嘘じゃない。特別何かがあった訳じゃない。ただ今日は雨が降っているだけ。

「あっそ」

それっきり兵太夫は黙ってしまった。
本当は無理矢理にでも抱き締めて本音を聞いてほしい。いつも好きなのに嫌いっていったり、寂しいのに寂しくないって言ってしまうのは強がりだ。好きであれば好きであるほど、本当の気持ちを出せなくなる。抱き締めてくれたら、素直になれるのに。今の僕には聞かないでいてくれる優しさはほしくない。そんなには大人になれないから。

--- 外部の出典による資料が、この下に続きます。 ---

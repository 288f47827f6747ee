//! Integration tests for `ProfileStore` against real files in a temp dir.

use trailscrape_core::{ExtractionStatus, ProfileRecord, StoredProfile};
use trailscrape_store::{ProfileStore, StoreError};

fn record(name: &str) -> ProfileRecord {
    ProfileRecord {
        name: Some(name.to_string()),
        badges: Some("10".to_string()),
        points: Some("1234".to_string()),
        trails: Some("2".to_string()),
        ..ProfileRecord::default()
    }
}

#[tokio::test]
async fn never_refreshed_id_is_absent() {
    let dir = tempfile::tempdir().expect("tempdir");
    let store = ProfileStore::open(dir.path().join("store.json"))
        .await
        .expect("open");
    assert!(store.get("nobody").await.is_none());
    assert!(store.is_empty().await);
    assert!(
        !store.path().exists(),
        "file should not be created before the first put"
    );
}

#[tokio::test]
async fn put_persists_and_reopens() {
    let dir = tempfile::tempdir().expect("tempdir");
    let path = dir.path().join("store.json");

    let store = ProfileStore::open(&path).await.expect("open");
    store
        .put("jdoe", StoredProfile::from_extraction(record("Jane"), None))
        .await
        .expect("put");
    drop(store);

    let reopened = ProfileStore::open(&path).await.expect("reopen");
    let entry = reopened.get("jdoe").await.expect("entry survives reopen");
    assert_eq!(entry.record.name.as_deref(), Some("Jane"));
    assert_eq!(entry.status, ExtractionStatus::Complete);
    assert!(
        !dir.path().join("store.json.tmp").exists(),
        "temp file should be renamed away"
    );
}

#[tokio::test]
async fn put_replaces_entry_wholesale() {
    let dir = tempfile::tempdir().expect("tempdir");
    let store = ProfileStore::open(dir.path().join("store.json"))
        .await
        .expect("open");

    store
        .put("jdoe", StoredProfile::from_extraction(record("Jane"), None))
        .await
        .expect("first put");
    store
        .put(
            "jdoe",
            StoredProfile::from_extraction(ProfileRecord::default(), Some("timeout".into())),
        )
        .await
        .expect("second put");

    let entry = store.get("jdoe").await.expect("entry");
    assert!(entry.record.is_empty(), "old fields must not be merged in");
    assert_eq!(entry.status, ExtractionStatus::Failed);
}

#[tokio::test]
async fn put_for_one_id_keeps_other_ids() {
    let dir = tempfile::tempdir().expect("tempdir");
    let store = ProfileStore::open(dir.path().join("store.json"))
        .await
        .expect("open");

    store
        .put("a", StoredProfile::from_extraction(record("A"), None))
        .await
        .expect("put a");
    store
        .put("b", StoredProfile::from_extraction(record("B"), None))
        .await
        .expect("put b");

    assert_eq!(store.ids().await, vec!["a".to_string(), "b".to_string()]);
    assert_eq!(
        store.get("a").await.and_then(|e| e.record.name),
        Some("A".to_string())
    );
}

#[tokio::test]
async fn wipe_removes_file_and_entries() {
    let dir = tempfile::tempdir().expect("tempdir");
    let path = dir.path().join("store.json");
    let store = ProfileStore::open(&path).await.expect("open");
    store
        .put("a", StoredProfile::from_extraction(record("A"), None))
        .await
        .expect("put");
    assert!(path.exists());

    store.wipe().await.expect("wipe");
    assert!(!path.exists());
    assert!(store.get("a").await.is_none());

    // Wiping an already-missing file is not an error.
    store.wipe().await.expect("second wipe");
}

#[tokio::test]
async fn loads_legacy_store_file() {
    let dir = tempfile::tempdir().expect("tempdir");
    let path = dir.path().join("store.json");
    std::fs::write(
        &path,
        r#"{"jdoe":{"name":"Jane","badges":"5","certifications":0,"superbadges":0},"ghost":{}}"#,
    )
    .expect("write legacy file");

    let store = ProfileStore::open(&path).await.expect("open legacy");
    let jdoe = store.get("jdoe").await.expect("jdoe");
    assert_eq!(jdoe.record.certifications.as_deref(), Some("0"));
    assert!(store.get("ghost").await.expect("ghost").record.is_empty());
}

#[tokio::test]
async fn empty_file_opens_as_empty_store() {
    let dir = tempfile::tempdir().expect("tempdir");
    let path = dir.path().join("store.json");
    std::fs::write(&path, "").expect("write empty file");

    let store = ProfileStore::open(&path).await.expect("open");
    assert_eq!(store.len().await, 0);
}

#[tokio::test]
async fn corrupt_file_is_rejected() {
    let dir = tempfile::tempdir().expect("tempdir");
    let path = dir.path().join("store.json");
    std::fs::write(&path, "not json").expect("write corrupt file");

    let result = ProfileStore::open(&path).await;
    assert!(
        matches!(result, Err(StoreError::Corrupt { .. })),
        "expected Corrupt, got: {result:?}"
    );
}

#[tokio::test]
async fn put_creates_missing_parent_directory() {
    let dir = tempfile::tempdir().expect("tempdir");
    let path = dir.path().join("nested").join("store.json");
    let store = ProfileStore::open(&path).await.expect("open");
    store
        .put("a", StoredProfile::from_extraction(record("A"), None))
        .await
        .expect("put");
    assert!(path.exists());
}
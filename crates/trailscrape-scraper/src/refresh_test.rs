use std::sync::atomic::{AtomicBool, Ordering};
use std::sync::Arc;
use std::time::Duration;

use tempfile::TempDir;
use tokio::sync::Semaphore;
use trailscrape_store::ProfileStore;

use super::*;
use crate::extract::ExtractSettings;
use crate::fake::{FakeFetcher, FakePage, FetchEvent};
use crate::selectors::ProfileSelectors;

const BASE: &str = "https://trailblazer.test/id";

fn url(id: &str) -> String {
    format!("{BASE}/{id}")
}

async fn orchestrator(fetcher: FakeFetcher) -> (TempDir, Arc<FakeFetcher>, RefreshOrchestrator) {
    let dir = tempfile::tempdir().expect("tempdir");
    let store = Arc::new(
        ProfileStore::open(dir.path().join("store.json"))
            .await
            .expect("open store"),
    );
    let fetcher = Arc::new(fetcher);
    let settings = ExtractSettings {
        profile_base_url: BASE.to_string(),
        selectors: ProfileSelectors::default(),
        selector_timeout: Duration::from_millis(10),
        optional_selector_timeout: Duration::from_millis(10),
        wipe_store_before_extract: false,
    };
    let extractor = Arc::new(ProfileExtractor::new(fetcher.clone(), store, settings));
    (dir, fetcher, RefreshOrchestrator::new(extractor))
}

async fn drain(mut rx: mpsc::Receiver<ProgressEvent>) -> Vec<ProgressEvent> {
    let mut events = Vec::new();
    while let Some(event) = rx.recv().await {
        events.push(event);
    }
    events
}

#[test]
fn parse_ids_splits_and_trims() {
    assert_eq!(
        parse_ids(Some("jdoe, foobar")),
        Some(vec!["jdoe".to_string(), "foobar".to_string()])
    );
}

#[test]
fn parse_ids_drops_blank_entries() {
    assert_eq!(
        parse_ids(Some(",a,,b,")),
        Some(vec!["a".to_string(), "b".to_string()])
    );
}

#[test]
fn parse_ids_missing_or_empty_is_none() {
    assert_eq!(parse_ids(None), None);
    assert_eq!(parse_ids(Some("")), None);
    assert_eq!(parse_ids(Some(" , ,")), None);
}

#[test]
fn progress_lines_match_stream_format() {
    assert_eq!(
        ProgressEvent::Started.render(),
        "============================== start ==============================\n"
    );
    assert_eq!(
        ProgressEvent::Scraping { id: "jdoe".into() }.render(),
        "Scraping jdoe"
    );
    assert_eq!(
        ProgressEvent::Finished {
            id: "jdoe".into(),
            status: ExtractionStatus::Complete
        }
        .render(),
        " ✅\n"
    );
    assert_eq!(
        ProgressEvent::Ended.render(),
        "\n============================== end =============================="
    );
}

#[test]
fn gate_admits_one_holder_at_a_time() {
    let gate = RefreshGate::new();
    let permit = gate.try_acquire().expect("first acquire");
    assert!(gate.is_busy());
    assert!(gate.try_acquire().is_none());
    drop(permit);
    assert!(!gate.is_busy());
    assert!(gate.try_acquire().is_some());
}

#[test]
fn busy_checks_never_take_an_idle_gate() {
    let gate = RefreshGate::new();
    let stop = AtomicBool::new(false);

    let rejected = std::thread::scope(|scope| {
        scope.spawn(|| {
            while !stop.load(Ordering::Relaxed) {
                std::hint::black_box(gate.is_busy());
            }
        });

        let rejected = (0..20_000)
            .filter(|_| gate.try_acquire().is_none())
            .count();
        stop.store(true, Ordering::Relaxed);
        rejected
    });

    assert_eq!(rejected, 0, "an idle gate refused a batch");
}

#[tokio::test]
async fn gate_is_released_when_its_holder_panics() {
    let gate = RefreshGate::new();
    let permit = gate.try_acquire().expect("gate free");

    let holder = tokio::spawn(async move {
        let _permit = permit;
        panic!("batch task died");
    });

    assert!(holder.await.is_err());
    assert!(!gate.is_busy());
}

#[tokio::test]
async fn batch_processes_ids_strictly_in_order() {
    let fetcher = FakeFetcher::new()
        .with_page(&url("a"), FakePage::profile("A", ["1", "2", "3"]))
        .with_page(&url("b"), FakePage::profile("B", ["4", "5", "6"]));
    let (_dir, fetcher, orchestrator) = orchestrator(fetcher).await;

    let run = orchestrator
        .start(vec!["a".to_string(), "b".to_string()])
        .expect("gate free");
    let progress = drain(run.progress).await;

    assert_eq!(
        progress,
        vec![
            ProgressEvent::Started,
            ProgressEvent::Scraping { id: "a".into() },
            ProgressEvent::Finished {
                id: "a".into(),
                status: ExtractionStatus::Complete
            },
            ProgressEvent::Scraping { id: "b".into() },
            ProgressEvent::Finished {
                id: "b".into(),
                status: ExtractionStatus::Complete
            },
            ProgressEvent::Ended,
        ]
    );
    assert_eq!(
        fetcher.events(),
        vec![
            FetchEvent::Open,
            FetchEvent::Goto(url("a")),
            FetchEvent::Close(url("a")),
            FetchEvent::Open,
            FetchEvent::Goto(url("b")),
            FetchEvent::Close(url("b")),
        ]
    );
}

#[tokio::test]
async fn failed_id_does_not_stop_the_batch() {
    let fetcher =
        FakeFetcher::new().with_page(&url("b"), FakePage::profile("B", ["4", "5", "6"]));
    let (_dir, _fetcher, orchestrator) = orchestrator(fetcher).await;

    let run = orchestrator
        .start(vec!["missing".to_string(), "b".to_string()])
        .expect("gate free");
    let progress = drain(run.progress).await;

    assert!(progress.contains(&ProgressEvent::Finished {
        id: "missing".into(),
        status: ExtractionStatus::Failed
    }));
    assert!(progress.contains(&ProgressEvent::Finished {
        id: "b".into(),
        status: ExtractionStatus::Complete
    }));
    assert_eq!(progress.last(), Some(&ProgressEvent::Ended));
}

#[tokio::test]
async fn second_batch_is_rejected_while_first_runs() {
    let hold = Arc::new(Semaphore::new(0));
    let fetcher = FakeFetcher::new()
        .with_page(&url("a"), FakePage::profile("A", ["1", "2", "3"]))
        .with_hold(Arc::clone(&hold));
    let (_dir, fetcher, orchestrator) = orchestrator(fetcher).await;

    let run = orchestrator
        .start(vec!["a".to_string()])
        .expect("first batch admitted");
    assert!(orchestrator.is_busy());

    let second = orchestrator.start(vec!["b".to_string()]);
    assert_eq!(second.err(), Some(RefreshBusy));

    hold.add_permits(1);
    drain(run.progress).await;
    run.task.await.expect("batch finishes");

    // Only the first batch touched the browser.
    assert!(!fetcher.events().contains(&FetchEvent::Goto(url("b"))));
    assert!(orchestrator.start(vec!["a".to_string()]).is_ok());
}

#[tokio::test]
async fn panicking_page_fails_its_id_and_the_batch_continues() {
    let fetcher = FakeFetcher::new().with_page(
        &url("boom"),
        FakePage {
            panic_on_goto: true,
            ..FakePage::default()
        },
    );
    let (_dir, fetcher, orchestrator) = orchestrator(fetcher).await;

    let run = orchestrator
        .start(vec!["boom".to_string(), "next".to_string()])
        .expect("gate free");
    let progress = drain(run.progress).await;
    run.task.await.expect("batch survives the panic");

    assert_eq!(
        progress,
        vec![
            ProgressEvent::Started,
            ProgressEvent::Scraping { id: "boom".into() },
            ProgressEvent::Finished {
                id: "boom".into(),
                status: ExtractionStatus::Failed
            },
            ProgressEvent::Scraping { id: "next".into() },
            ProgressEvent::Finished {
                id: "next".into(),
                status: ExtractionStatus::Failed
            },
            ProgressEvent::Ended,
        ]
    );
    assert!(fetcher.events().contains(&FetchEvent::Close(url("boom"))));
    assert!(orchestrator.start(vec!["again".to_string()]).is_ok());
}

#[tokio::test]
async fn gate_is_free_once_the_end_marker_arrives() {
    let fetcher =
        FakeFetcher::new().with_page(&url("a"), FakePage::profile("A", ["1", "2", "3"]));
    let (_dir, _fetcher, orchestrator) = orchestrator(fetcher).await;

    let mut run = orchestrator
        .start(vec!["a".to_string()])
        .expect("gate free");
    while let Some(event) = run.progress.recv().await {
        if event == ProgressEvent::Ended {
            break;
        }
    }

    assert!(!orchestrator.is_busy());
}

#[tokio::test]
async fn dropped_receiver_does_not_abort_the_batch() {
    let fetcher = FakeFetcher::new()
        .with_page(&url("a"), FakePage::profile("A", ["1", "2", "3"]))
        .with_page(&url("b"), FakePage::profile("B", ["4", "5", "6"]));
    let (_dir, fetcher, orchestrator) = orchestrator(fetcher).await;

    let run = orchestrator
        .start(vec!["a".to_string(), "b".to_string()])
        .expect("gate free");
    drop(run.progress);

    run.task.await.expect("batch finishes");
    assert!(!orchestrator.is_busy());
    assert!(fetcher.events().contains(&FetchEvent::Close(url("b"))));
}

雨の音が強くなった。素直になれない僕を責めているようで、嫌いな、不快な音。隣に座る兵太夫に触れそうになる。でもそこから近づけない。昨日は何も考えずに触れられたのに。
明日晴れてくれたらいいのに。晴れたら、またいつも通りの僕になれる。でも明日も雨が降るんだろう。梅雨は嫌いだ。